Elisabeth Borne used the word "commitment" the most often when she presented her government program to Wednesday's National Assembly, which is the lower house of France's Parliament. In May, the president Emmanuel Macron appointed the prime minister. He reminded that no party has an absolute majority after June's legislative elections. "A relative isn't and won't be synonymous with relative action. She warned that it is not and won't be a sign indicating impotence.
Borne encouraged the opposition to reach compromises in order to implement reforms and be able find solutions for citizens' problems, including the rise in energy prices and insecurity through the fight against pandemics and the consequences of war in Ukraine. . He stated that disorder and instability were not options in the face of these challenges.
"I want us all to come together and give meaning and virtues to the word compromise' which has been lost in our political lives for too long," stated the head of Executive in an hour-and-a-half speech that was interrupted often and booed repeatedly by the opposition, particularly from the left-wing benches. The prime minister, who is a huge unknown to many French citizens, stated that she was not a woman who ignores challenges. She added that she believes in listening, action, and results.
Borne presented to the deputies the program for the new Cabinet. Borne announced, among others, the increase of teachers' salaries, measures to attain full employment, fight inflation, and increase the purchasing power for the French.

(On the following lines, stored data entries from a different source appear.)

//! Flappy Duel - two-player side-scrolling obstacle game
//!
//! One binary, several roles selected by `MODE`:
//! - `relay`: WebSocket relay that pairs two game instances by room code
//! - `single` / `host` / `join`: headless autopilot runs (host/join over the relay)
//! - `duel`: host and client in one process over an in-memory transport

mod app;
mod config;
mod game;
mod http;
mod net;
mod util;

use std::net::SocketAddr;

use tokio::net::TcpListener;
use tracing::info;
use tracing_subscriber::{layer::SubscriberExt, util::SubscriberInitExt};

use crate::app::driver::{run_duel, run_headless};
use crate::app::AppState;
use crate::config::{Config, RunMode};
use crate::http::build_router;
use crate::util::time::init_server_time;

#[tokio::main]
async fn main() -> anyhow::Result<()> {
    // Load environment variables
    dotenvy::dotenv().ok();

    // Load configuration
    let config = Config::from_env()?;

    // Initialize tracing
    init_tracing(&config.log_level);

    init_server_time();

    match config.mode {
        RunMode::Relay => serve_relay(config).await,
        RunMode::Duel => {
            let report = run_duel(&config).await?;
            for (round, (host, client)) in report.host.iter().zip(&report.client).enumerate() {
                info!(
                    round = round + 1,
                    host_score = host.final_score,
                    client_score = client.final_score,
                    host_result = ?host.winner,
                    "Round finished"
                );
            }
            Ok(())
        }
        RunMode::Single | RunMode::Host | RunMode::Join => {
            let outcomes = run_headless(&config).await?;
            for (round, outcome) in outcomes.iter().enumerate() {
                info!(
                    round = round + 1,
                    score = outcome.final_score,
                    opponent_score = ?outcome.opponent_score,
                    winner = ?outcome.winner,
                    "Round finished"
                );
            }
            Ok(())
        }
    }
}

async fn serve_relay(config: Config) -> anyhow::Result<()> {
    info!("Starting relay");

    let addr: SocketAddr = config.server_addr;
    let router = build_router(AppState::new(config));
    let listener = TcpListener::bind(addr).await?;

    info!("Relay listening on {}", addr);
    info!("Health check: http://{}/health", addr);
    info!("WebSocket endpoint: ws://{}/ws?id=XXXX", addr);

    axum::serve(listener, router)
        .with_graceful_shutdown(shutdown_signal())
        .await?;

    info!("Relay shutdown complete");
    Ok(())
}

/// Initialize tracing/logging
fn init_tracing(log_level: &str) {
    let env_filter = tracing_subscriber::EnvFilter::try_from_default_env()
        .unwrap_or_else(|_| tracing_subscriber::EnvFilter::new(log_level));

    tracing_subscriber::registry()
        .with(env_filter)
        .with(tracing_subscriber::fmt::layer().with_target(true))
        .init();
}

/// Graceful shutdown signal handler
async fn shutdown_signal() {
    let ctrl_c = async {
        if let Err(e) = tokio::signal::ctrl_c().await {
            tracing::error!(error = %e, "Failed to listen for Ctrl+C");
            std::future::pending::<()>().await;
        }
    };

    #[cfg(unix)]
    let terminate = async {
        match tokio::signal::unix::signal(tokio::signal::unix::SignalKind::terminate()) {
            Ok(mut signal) => {
                signal.recv().await;
            }
            Err(e) => {
                tracing::error!(error = %e, "Failed to install SIGTERM handler");
                std::future::pending::<()>().await;
            }
        }
    };

    #[cfg(not(unix))]
    let terminate = std::future::pending::<()>();

    tokio::select! {
        _ = ctrl_c => {
            info!("Received Ctrl+C, starting graceful shutdown");
        }
        _ = terminate => {
            info!("Received terminate signal, starting graceful shutdown");
        }
    }
}
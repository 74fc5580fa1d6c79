//! Relay server state shared across routes

use std::sync::Arc;

use crate::config::Config;
use crate::net::relay::RelayRegistry;

/// Shared application state
#[derive(Clone)]
pub struct AppState {
    pub config: Arc<Config>,
    pub relay: Arc<RelayRegistry>,
}

impl AppState {
    pub fn new(config: Config) -> Self {
        Self {
            config: Arc::new(config),
            relay: Arc::new(RelayRegistry::new()),
        }
    }
}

Borne confirmed that the pension reform postponed due to covid is still on the table. Borne said, "Yes, we will have to work progressively for quite some time." The Government wants to delay retirement until 65 years. Currently, it is at 62. This is opposed by unions as well as part of the opposition.
Borne, however, did not accept a vote for confidence yesterday, unlike many of his predecessors. He was unable to overcome the National Assembly because Macron's party and its aides had a relative majority. She was not required to do so by the Constitution. Faced with her refusal, leftist parties - La France Insumisa and Europe Ecology-The Greens, Europe Ecology, The Greens (EELV) and Communist Party - jointly filed a motion for censure.
Jean-Luc Melenchon of the New Popular Ecologist and Social Union (Nupes), stated that if the prime minister had submitted for a vote to confidence, there wouldn't have been a motion de censure. of the leftist parties in the legislative elections. "Madam Prime minister, you are not capable of asking for a vote of confidence." It was a good job, I would say, since we don't have confidence in her government," Marine Le Pen, a far-right politician, said. Borne was criticised for acting "as though nothing had happened" during the legislative elections in which the government party lost absolute majority.
The National Assembly must vote to censure the motion on Friday or the beginning of next week. The left does not have enough votes, so there is little chance of it succeeding. It would require the support of Marine Le Pen's far-right party and the moderate right. However, National Regrouping and the Republicans have already denied this. Borne will not change his position, except for surprise.